PRESIDENT Emmerson Mnangagwa has signed into law the heavily criticised Health Services Bill which takes away the rights for public sector health workers to strike.
The new law criminalises any collective job action which goes beyond 72 hours, and any member of the Health Service who breaches the Act shall be liable for a fine and a prison sentence not exceeding six months or both.
The signing comes after health workers were locked in a protracted fight with the government over poor salaries last year.
Thousands of nurses and doctors at state-run hospitals went on strike last year demanding a hefty raise and wages in U.S. dollars due to a slide in the local currency and steep inflation that eroded the value of their earnings.
An exodus of doctors and nurses has left Zimbabwean hospitals understaffed, with over 4,000 health workers leaving the country since 2021, the country’s Health Services Board said in November.
Official figures show that last year alone Zimbabwe lost nearly 1,800 nurses, mainly to Britain.
Many nurses in Zimbabwe earn less than $100 a month.
According to the new Health Service Amendment Act 2022, public health employees will still be expected to work even during the time they are on strike.
“Notwithstanding anything in the Labour Act (Chapter 28:01): the Health Service shall be deemed as an essential service referred to in section 65(3) of the constitution; and no collective job action, whether lawful or unlawful, shall continue for an uninterrupted period of 72 hours or for more than 72 hours in any given 14-days; and notice of any collective job action must be given in writing 48 hours prior to the commencement of such collective job action,” reads the statute
“Any individual who is a member of the governing body of any trade union representative body of members of the health service which incites or organises any collective job action contrary to subsection (2)(b) or (c) shall be guilty of any an offence and liable to a fine not exceeding level 4 or to imprisonment for a period not exceeding six months or both such fine and imprisonment.

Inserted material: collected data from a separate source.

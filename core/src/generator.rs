//! Generation stage: drives a [`RequestGenerator`] into the request queue

use crate::request::{Request, RequestId};
use crate::traits::RequestGenerator;
use tokio_util::sync::CancellationToken;

/// Why generation stopped
#[derive(Debug, Clone, Copy, PartialEq, Eq)]
pub enum GenerationEnd {
    /// The generation window was cancelled
    Cancelled,
    /// The generator ran out of requests
    Exhausted,
    /// Every downstream receiver went away
    Disconnected,
}

/// Generation stage statistics
#[derive(Debug, Clone, Copy, PartialEq, Eq)]
pub struct GeneratorStats {
    /// Requests successfully enqueued
    pub generated: u64,
    /// Reason the stage stopped
    pub end: GenerationEnd,
}

/// Run the generation stage until `cancel` fires or the generator ends
///
/// Ids are assigned in emission order starting at zero. A full queue blocks
/// the stage (flow control); cancellation is checked before each request is
/// created and while waiting to enqueue it. The queue is closed exactly once
/// when this function returns, by dropping the only sender it owns.
pub async fn generate<G>(
    generator: &mut G,
    cancel: CancellationToken,
    output: async_channel::Sender<Request>,
) -> GeneratorStats
where
    G: RequestGenerator + ?Sized,
{
    let mut generated = 0u64;

    tracing::debug!(generator = generator.name(), "Generation started");

    let end = loop {
        if cancel.is_cancelled() {
            break GenerationEnd::Cancelled;
        }

        let Some(mut request) = generator.next_request() else {
            break GenerationEnd::Exhausted;
        };
        request.id = RequestId(generated);

        tokio::select! {
            biased;

            _ = cancel.cancelled() => break GenerationEnd::Cancelled,

            sent = output.send(request) => {
                if sent.is_err() {
                    break GenerationEnd::Disconnected;
                }
                generated += 1;
            }
        }
    };

    drop(output);

    tracing::debug!(
        generator = generator.name(),
        generated,
        end = ?end,
        "Generation finished"
    );

    GeneratorStats { generated, end }
}

/// Caps any generator at a fixed number of requests
pub struct Bounded<G> {
    inner: G,
    remaining: u64,
}

impl<G: RequestGenerator> Bounded<G> {
    /// Wrap `inner`, stopping after `limit` requests
    pub fn new(inner: G, limit: u64) -> Self {
        Self {
            inner,
            remaining: limit,
        }
    }

    /// Requests left before exhaustion
    pub fn remaining(&self) -> u64 {
        self.remaining
    }
}

impl<G: RequestGenerator> RequestGenerator for Bounded<G> {
    fn name(&self) -> &str {
        self.inner.name()
    }

    fn next_request(&mut self) -> Option<Request> {
        if self.remaining == 0 {
            return None;
        }
        let request = self.inner.next_request()?;
        self.remaining -= 1;
        Some(request)
    }
}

It also says, “A member of the Health Service is under obligation, whilst employed by the Commission shall provide all necessary skills, expertise, care and service expected of him or her as a member of the profession to which he or she belongs; and “during any collective job action, to provide the skill, expertise, care and service to patients in a medical emergency or needing critical care.”
A commission (Health Service Commission) appointed by the President will now run the health service in the country.
The Commission, supervised by the health minister, “shall be responsible for fixing health workers’ salaries, allowances and other benefits of members of health service, as the commission must act with approval of the President given on recommendation of the Finance Minister after consultation with the Health Minister,” read part of the Act.